> TASK PROMPT:
Filter these entries down to the lines that hold the word "their", and show each of them.

> RAW DATA:
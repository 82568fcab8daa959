//! boardctl - hid:ergo keyboard configuration CLI
//!
//! Talks to the BoardPilot background service to list keyboards and read or
//! change their keymap, trackpad, sensitivity and clock settings.

#![deny(static_mut_refs)]
#![deny(unused_must_use)]
#![deny(clippy::unwrap_used)]

mod client;
mod commands;
mod completion;
mod config;
mod error;
mod output;

use std::path::PathBuf;
use std::process::ExitCode;

use anyhow::Result;
use clap::{Parser, Subcommand};
use tracing_subscriber::{layer::SubscriberExt, util::SubscriberInitExt};

use crate::commands::*;
use crate::config::AppConfig;
use crate::error::CliError;

#[derive(Parser)]
#[command(name = "boardctl")]
#[command(about = "BoardPilot CLI - Configure hid:ergo keyboards")]
#[command(version)]
#[command(long_about = "
boardctl talks to the BoardPilot background service to list connected
keyboards and to read or change their configuration: keymap rebinds,
trackpad registers, pointer sensitivity and the on-board clock.

Use --json for machine-readable output suitable for scripting.
")]
struct Cli {
    /// Output format (human-readable or JSON)
    #[arg(
        long,
        global = true,
        help = "Output in JSON format for machine parsing"
    )]
    json: bool,

    /// Verbose logging
    #[arg(short, long, global = true, action = clap::ArgAction::Count)]
    verbose: u8,

    /// Config file path
    #[arg(long, global = true, env = "BOARDCTL_CONFIG")]
    config: Option<PathBuf>,

    /// Service address, overrides the config file
    #[arg(long, global = true, env = "BOARDCTL_ADDRESS")]
    address: Option<String>,

    /// Service port, overrides the config file
    #[arg(long, global = true, env = "BOARDCTL_PORT")]
    port: Option<u16>,

    /// Target keyboard serial
    #[arg(short, long, global = true)]
    device: Option<String>,

    #[command(subcommand)]
    command: Commands,
}

#[derive(Subcommand)]
enum Commands {
    /// Keyboard discovery and selection
    #[command(subcommand)]
    Device(DeviceCommands),

    /// Config field catalogue
    #[command(subcommand)]
    Field(FieldCommands),

    /// Raw config field access
    #[command(subcommand)]
    Config(ConfigCommands),

    /// Keymap rebinds
    #[command(subcommand)]
    Keymap(KeymapCommands),

    /// Trackpad registers
    #[command(subcommand)]
    Trackpad(TrackpadCommands),

    /// Pointer sensitivity
    #[command(subcommand)]
    Sensitivity(SensitivityCommands),

    /// Keyboard clock
    #[command(subcommand)]
    Datetime(DatetimeCommands),

    /// Generate shell completion scripts
    Completion {
        /// Shell to generate completion for
        #[arg(value_enum)]
        shell: clap_complete::Shell,
    },
}

#[tokio::main]
async fn main() -> ExitCode {
    let cli = Cli::parse();

    let log_level = match cli.verbose {
        0 => "warn",
        1 => "info",
        2 => "debug",
        _ => "trace",
    };

    tracing_subscriber::registry()
        .with(
            tracing_subscriber::EnvFilter::try_from_default_env().unwrap_or_else(|_default| {
                format!("boardctl={log_level},boardpilot_ipc={log_level}").into()
            }),
        )
        .with(
            tracing_subscriber::fmt::layer()
                .with_target(false)
                .with_writer(std::io::stderr),
        )
        .init();

    match execute_command(&cli).await {
        Ok(()) => ExitCode::SUCCESS,
        Err(e) => {
            if cli.json {
                output::print_error_json(&e);
            } else {
                output::print_error_human(&e);
            }

            let code = e
                .downcast_ref::<CliError>()
                .map(CliError::exit_code)
                .unwrap_or(1);
            ExitCode::from(code)
        }
    }
}

async fn load_config(cli: &Cli) -> Result<(AppConfig, PathBuf)> {
    let path = match &cli.config {
        Some(path) => path.clone(),
        None => AppConfig::default_config_path()?,
    };
    let mut config = AppConfig::load_from_path(&path).await?;

    if let Some(address) = &cli.address {
        config.service.address = address.clone();
    }
    if let Some(port) = cli.port {
        config.service.port = port;
    }
    config.validate()?;
    Ok((config, path))
}

async fn execute_command(cli: &Cli) -> Result<()> {
    match &cli.command {
        Commands::Completion { shell } => {
            completion::generate_completion(*shell);
            return Ok(());
        }
        // Offline
        Commands::Field(cmd) => return commands::field::execute(cmd, cli.json),
        _ => {}
    }

    let (config, config_path) = load_config(cli).await?;
    let mut ctx = Context {
        json: cli.json,
        config,
        config_path,
        device: cli.device.clone(),
    };

    match &cli.command {
        Commands::Device(cmd) => commands::device::execute(cmd, &mut ctx).await,
        Commands::Config(cmd) => commands::config::execute(cmd, &ctx).await,
        Commands::Keymap(cmd) => commands::keymap::execute(cmd, &ctx).await,
        Commands::Trackpad(cmd) => commands::trackpad::execute(cmd, &ctx).await,
        Commands::Sensitivity(cmd) => commands::sensitivity::execute(cmd, &ctx).await,
        Commands::Datetime(cmd) => commands::datetime::execute(cmd, &ctx).await,
        Commands::Field(cmd) => commands::field::execute(cmd, ctx.json),
        Commands::Completion { .. } => Ok(()),
    }
}

#[cfg(test)]
mod tests {
    use super::*;
    use boardpilot_codec::ConfigField;
    use clap::Parser;

    type TestResult = Result<(), Box<dyn std::error::Error>>;

    // --- Global flag parsing ---

    #[test]
    fn parse_device_list_defaults() -> TestResult {
        let cli = Cli::try_parse_from(["boardctl", "device", "list"])?;
        assert!(!cli.json);
        assert_eq!(cli.verbose, 0);
        assert!(cli.device.is_none());
        assert!(matches!(
            cli.command,
            Commands::Device(DeviceCommands::List { detailed: false })
        ));
        Ok(())
    }

    #[test]
    fn parse_global_json_flag_after_subcommand() -> TestResult {
        let cli = Cli::try_parse_from(["boardctl", "device", "list", "--json"])?;
        assert!(cli.json);
        Ok(())
    }

    #[test]
    fn parse_verbose_levels() -> TestResult {
        let cli = Cli::try_parse_from(["boardctl", "-vv", "field", "list"])?;
        assert_eq!(cli.verbose, 2);
        Ok(())
    }

    #[test]
    fn parse_service_overrides() -> TestResult {
        let cli = Cli::try_parse_from([
            "boardctl",
            "--address",
            "10.0.0.5",
            "--port",
            "4000",
            "--device",
            "ABC123",
            "sensitivity",
            "show",
        ])?;
        assert_eq!(cli.address.as_deref(), Some("10.0.0.5"));
        assert_eq!(cli.port, Some(4000));
        assert_eq!(cli.device.as_deref(), Some("ABC123"));
        Ok(())
    }

    // --- Command parsing ---

    #[test]
    fn parse_config_read_by_name() -> TestResult {
        let cli = Cli::try_parse_from(["boardctl", "config", "read", "custom_iqs5xx_regs"])?;
        match &cli.command {
            Commands::Config(ConfigCommands::Read { field, raw }) => {
                assert_eq!(*field, ConfigField::CustomIqs5xxRegs);
                assert!(!raw);
            }
            _ => return Err("expected Config Read command".into()),
        }
        Ok(())
    }

    #[test]
    fn parse_config_write_no_save() -> TestResult {
        let cli =
            Cli::try_parse_from(["boardctl", "config", "write", "0x40", "1e", "--no-save"])?;
        match &cli.command {
            Commands::Config(ConfigCommands::Write {
                field,
                data,
                no_save,
            }) => {
                assert_eq!(*field, ConfigField::MouseSensitivity);
                assert_eq!(data, "1e");
                assert!(no_save);
            }
            _ => return Err("expected Config Write command".into()),
        }
        Ok(())
    }

    #[test]
    fn parse_keymap_set() -> TestResult {
        let cli = Cli::try_parse_from([
            "boardctl", "keymap", "set", "13", "0", "KEY_PRESS", "0x70005",
        ])?;
        match &cli.command {
            Commands::Keymap(KeymapCommands::Set {
                key,
                layer,
                behavior,
                param1,
                param2,
                no_save,
            }) => {
                assert_eq!((*key, *layer, *behavior), (13, 0, 6));
                assert_eq!(*param1, 0x0007_0005);
                assert_eq!(*param2, 0);
                assert!(!no_save);
            }
            _ => return Err("expected Keymap Set command".into()),
        }
        Ok(())
    }

    #[test]
    fn parse_keymap_clear_all() -> TestResult {
        let cli = Cli::try_parse_from(["boardctl", "keymap", "clear", "--all"])?;
        assert!(matches!(
            cli.command,
            Commands::Keymap(KeymapCommands::Clear { all: true, key: None, .. })
        ));
        Ok(())
    }

    #[test]
    fn parse_trackpad_set_hex_value() -> TestResult {
        let cli = Cli::try_parse_from(["boardctl", "trackpad", "set", "tap_time", "0xc8"])?;
        match &cli.command {
            Commands::Trackpad(TrackpadCommands::Set {
                register, value, ..
            }) => {
                assert_eq!(register, "tap_time");
                assert_eq!(*value, 200);
            }
            _ => return Err("expected Trackpad Set command".into()),
        }
        Ok(())
    }

    #[test]
    fn parse_sensitivity_set() -> TestResult {
        let cli = Cli::try_parse_from(["boardctl", "sensitivity", "set", "scroll", "40"])?;
        assert!(matches!(
            cli.command,
            Commands::Sensitivity(SensitivityCommands::Set {
                kind: SensitivityKind::Scroll,
                value: 40,
                no_save: false,
            })
        ));
        Ok(())
    }

    #[test]
    fn parse_completion_bash() -> TestResult {
        let cli = Cli::try_parse_from(["boardctl", "completion", "bash"])?;
        assert!(matches!(cli.command, Commands::Completion { .. }));
        Ok(())
    }

    // --- Rejection / error cases ---

    #[test]
    fn reject_no_subcommand() {
        let result = Cli::try_parse_from(["boardctl"]);
        assert!(result.is_err());
    }

    #[test]
    fn reject_unknown_field_name() {
        let result = Cli::try_parse_from(["boardctl", "config", "read", "bogus_field"]);
        assert!(result.is_err());
    }

    #[test]
    fn reject_keymap_clear_without_target() {
        let result = Cli::try_parse_from(["boardctl", "keymap", "clear"]);
        assert!(result.is_err());
    }

    #[test]
    fn reject_unknown_behavior() {
        let result = Cli::try_parse_from(["boardctl", "keymap", "set", "1", "0", "WARP"]);
        assert!(result.is_err());
    }

    #[test]
    fn reject_sensitivity_out_of_range() {
        let result = Cli::try_parse_from(["boardctl", "sensitivity", "set", "mouse", "300"]);
        assert!(result.is_err());
    }

    #[test]
    fn reject_unknown_sensitivity_kind() {
        let result = Cli::try_parse_from(["boardctl", "sensitivity", "set", "tilt", "3"]);
        assert!(result.is_err());
    }
}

> REPLY:
//! change their keymap, trackpad, sensitivity and clock settings.
keyboards and to read or change their configuration: keymap rebinds,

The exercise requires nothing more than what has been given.